Section 4. Meetings. The Board shall hold meetings at such place or
places as it may from time to time determine; provided, however, the
Board shall meet at least once per year. Special meetings of the Board
may be called by the Chairperson of the Association or by the written
request of at least fifty-percent (50%) of the Directors then serving,
delivered to the CEO of the Association. Notice of the date, time and
place of a special meeting of the Board shall be given in writing (by
first-class mail, facsimile, or electronic mail), or by telephone, by
the CEO of the Association to each Director at least 48 hours prior to
the special meeting.
Section 5. Quorum and Required Vote. At each meeting of the Board, the
presence of a majority of the full number of Directors then serving
shall constitute a quorum sufficient for the transaction of business.
Except as otherwise specifically provided by these by-laws, any action
of a majority of the Directors present at meeting at which a quorum is
present shall be the official act of the Board. In the event of a tie
vote on any matter before the Board, a vote to break such tie shall be
cast by the Chairman.
Section 6. Action by Written Consent.
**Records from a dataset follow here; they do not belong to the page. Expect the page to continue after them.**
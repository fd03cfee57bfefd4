//! Error types for the fetch module.
//!
//! Structured errors for listing fetches and file downloads, carrying the
//! URL or path context needed for retry classification and user-facing
//! failure records.

use std::path::PathBuf;

use thiserror::Error;

/// Errors that can occur while fetching listings or downloading files.
#[derive(Debug, Error)]
pub enum FetchError {
    /// HTTP client could not be constructed from the run configuration.
    #[error("failed to build HTTP client: {0}")]
    Build(#[source] reqwest::Error),

    /// Network-level error (DNS resolution, connection refused, TLS errors, etc.)
    #[error("network error fetching {url}: {source}")]
    Network {
        /// The URL that failed.
        url: String,
        /// The underlying network error.
        #[source]
        source: reqwest::Error,
    },

    /// Request timed out before completion.
    #[error("timeout fetching {url}")]
    Timeout {
        /// The URL that timed out.
        url: String,
    },

    /// HTTP error response (4xx client errors, 5xx server errors).
    #[error("HTTP {status} fetching {url}")]
    HttpStatus {
        /// The URL that returned an error status.
        url: String,
        /// The HTTP status code.
        status: u16,
        /// The Retry-After header value, if present (for 429/503 responses).
        retry_after: Option<String>,
    },

    /// File system error during download (create file, write, rename, etc.)
    #[error("IO error writing to {path}: {source}")]
    Io {
        /// The file path where the error occurred.
        path: PathBuf,
        /// The underlying IO error.
        #[source]
        source: std::io::Error,
    },

    /// The provided URL is malformed or invalid.
    #[error("invalid URL: {url}")]
    InvalidUrl {
        /// The invalid URL string.
        url: String,
    },
}

impl FetchError {
    /// Creates a network error from a reqwest error.
    pub fn network(url: impl Into<String>, source: reqwest::Error) -> Self {
        Self::Network {
            url: url.into(),
            source,
        }
    }

    /// Creates a timeout error.
    pub fn timeout(url: impl Into<String>) -> Self {
        Self::Timeout { url: url.into() }
    }

    /// Creates an HTTP status error.
    pub fn http_status(url: impl Into<String>, status: u16) -> Self {
        Self::HttpStatus {
            url: url.into(),
            status,
            retry_after: None,
        }
    }

    /// Creates an HTTP status error with a Retry-After header value.
    pub fn http_status_with_retry_after(
        url: impl Into<String>,
        status: u16,
        retry_after: Option<String>,
    ) -> Self {
        Self::HttpStatus {
            url: url.into(),
            status,
            retry_after,
        }
    }

    /// Creates an IO error.
    pub fn io(path: impl Into<PathBuf>, source: std::io::Error) -> Self {
        Self::Io {
            path: path.into(),
            source,
        }
    }

    /// Creates an invalid URL error.
    pub fn invalid_url(url: impl Into<String>) -> Self {
        Self::InvalidUrl { url: url.into() }
    }
}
Notwithstanding any provisions of
these by-laws to the contrary, any action required to be, or which may
be, taken at a meeting of the Board or any committee of the Board may
be taken without a meeting if, before or after the action, all members
of the Board or the committee, respectively, consent to such action in
a writing setting forth the action so taken, and the writing is filed
with the minutes of the proceedings of the Board or the particular
committee. Such consent shall have the same force and effect as a vote
of the Board or such committee for all purposes.
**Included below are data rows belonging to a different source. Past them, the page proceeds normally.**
//! Run configuration and validation.
//!
//! All knobs a crawl accepts live here, validated once before any network
//! activity. The CLI layer builds a [`CrawlConfig`] from parsed arguments;
//! library callers construct one directly.

use std::path::{Path, PathBuf};
use std::time::Duration;

use thiserror::Error;
use url::Url;

/// Name of the progress file inside the output directory.
pub const PROGRESS_FILE_NAME: &str = "crawl_progress.json";

/// Browser-like default User-Agent; some listing servers refuse obvious
/// bot agents.
pub const DEFAULT_USER_AGENT: &str = "Mozilla/5.0 (Windows NT 10.0; Win64; x64) \
     AppleWebKit/537.36 (KHTML, like Gecko) Chrome/120.0.0.0 Safari/537.36";

/// Configuration errors, all fatal before the first request.
#[derive(Debug, Error)]
pub enum ConfigError {
    #[error("invalid URL '{url}': {reason}")]
    InvalidUrl { url: String, reason: String },

    #[error("unsupported URL scheme '{scheme}' (use http or https)")]
    UnsupportedScheme { scheme: String },

    #[error("URL has no host: '{url}'")]
    MissingHost { url: String },

    #[error("worker count must be at least 1")]
    InvalidWorkers,

    #[error("timeout must be greater than zero")]
    InvalidTimeout,
}

/// Validated configuration for one crawl run.
#[derive(Debug, Clone)]
pub struct CrawlConfig {
    pub url: Url,
    pub output_dir: PathBuf,
    pub max_depth: u32,
    pub workers: usize,
    /// Minimum delay between requests to the same authority.
    pub delay: Duration,
    pub timeout: Duration,
    pub verify_ssl: bool,
    pub user_agent: String,
    /// Only download files with these extensions; empty means all.
    pub extensions: Vec<String>,
    pub ignore_robots: bool,
    pub dry_run: bool,
    /// Progress file from a previous run to resume from.
    pub resume_from: Option<PathBuf>,
}

impl CrawlConfig {
    /// Builds a configuration with default knobs for the given root URL.
    ///
    /// # Errors
    ///
    /// Returns [`ConfigError`] when the URL does not parse or is not an
    /// http(s) URL with a host.
    pub fn new(url: &str) -> Result<Self, ConfigError> {
        let parsed = parse_root_url(url)?;
        Ok(Self {
            url: parsed,
            output_dir: PathBuf::from("downloads"),
            max_depth: 10,
            workers: 5,
            delay: Duration::from_secs(1),
            timeout: Duration::from_secs(30),
            verify_ssl: true,
            user_agent: DEFAULT_USER_AGENT.to_string(),
            extensions: Vec::new(),
            ignore_robots: false,
            dry_run: false,
            resume_from: None,
        })
    }

    /// Re-checks the invariants a hand-built configuration must hold.
    ///
    /// # Errors
    ///
    /// Returns the first violated constraint.
    pub fn validate(&self) -> Result<(), ConfigError> {
        check_root_url(&self.url)?;
        if self.workers == 0 {
            return Err(ConfigError::InvalidWorkers);
        }
        if self.timeout.is_zero() {
            return Err(ConfigError::InvalidTimeout);
        }
        Ok(())
    }

    /// Where this run's progress file lives.
    #[must_use]
    pub fn progress_path(&self) -> PathBuf {
        self.output_dir.join(PROGRESS_FILE_NAME)
    }

    #[must_use]
    pub fn output_dir(mut self, dir: impl AsRef<Path>) -> Self {
        self.output_dir = dir.as_ref().to_path_buf();
        self
    }
}

fn parse_root_url(url: &str) -> Result<Url, ConfigError> {
    let parsed = Url::parse(url).map_err(|e| ConfigError::InvalidUrl {
        url: url.to_string(),
        reason: e.to_string(),
    })?;
    check_root_url(&parsed)?;
    Ok(parsed)
}

fn check_root_url(url: &Url) -> Result<(), ConfigError> {
    if !matches!(url.scheme(), "http" | "https") {
        return Err(ConfigError::UnsupportedScheme {
            scheme: url.scheme().to_string(),
        });
    }
    if url.host_str().is_none() {
        return Err(ConfigError::MissingHost {
            url: url.to_string(),
        });
    }
    Ok(())
}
Section 7. Video or Telephone Conference Meeting. Unless the Articles
of Incorporation or these by-laws provide otherwise, Directors may
participate in a meeting of the Board by means of video or conference
telephone or similar communications equipment whereby all persons
participating in the meeting simultaneously may hear each other.
Participation in the meeting by such means shall constitute presence in
person at the meeting.
ARTICLE V
Officers
Section 1. Number, Authority and Election of Officers. The Officers of
the Association shall be elected by the Board of Directors annually at
its regular annual meeting. The officers of the Association shall be,
at a minimum, a Chairperson and a Treasurer. There may be, in addition,
such additional and/or assistant officers (such as the Vice-Chairperson
and Secretary described in this Article) as may be appointed from time
to time by resolution of the Board and who will have such authority and
duties as shall be indicated in such resolution. The Board may decide
to hire a Chief Executive Officer of the Association. It is the
responsibility of the Board to determine the terms of the CEO’s
employment, and to provide oversight and direction to him/her.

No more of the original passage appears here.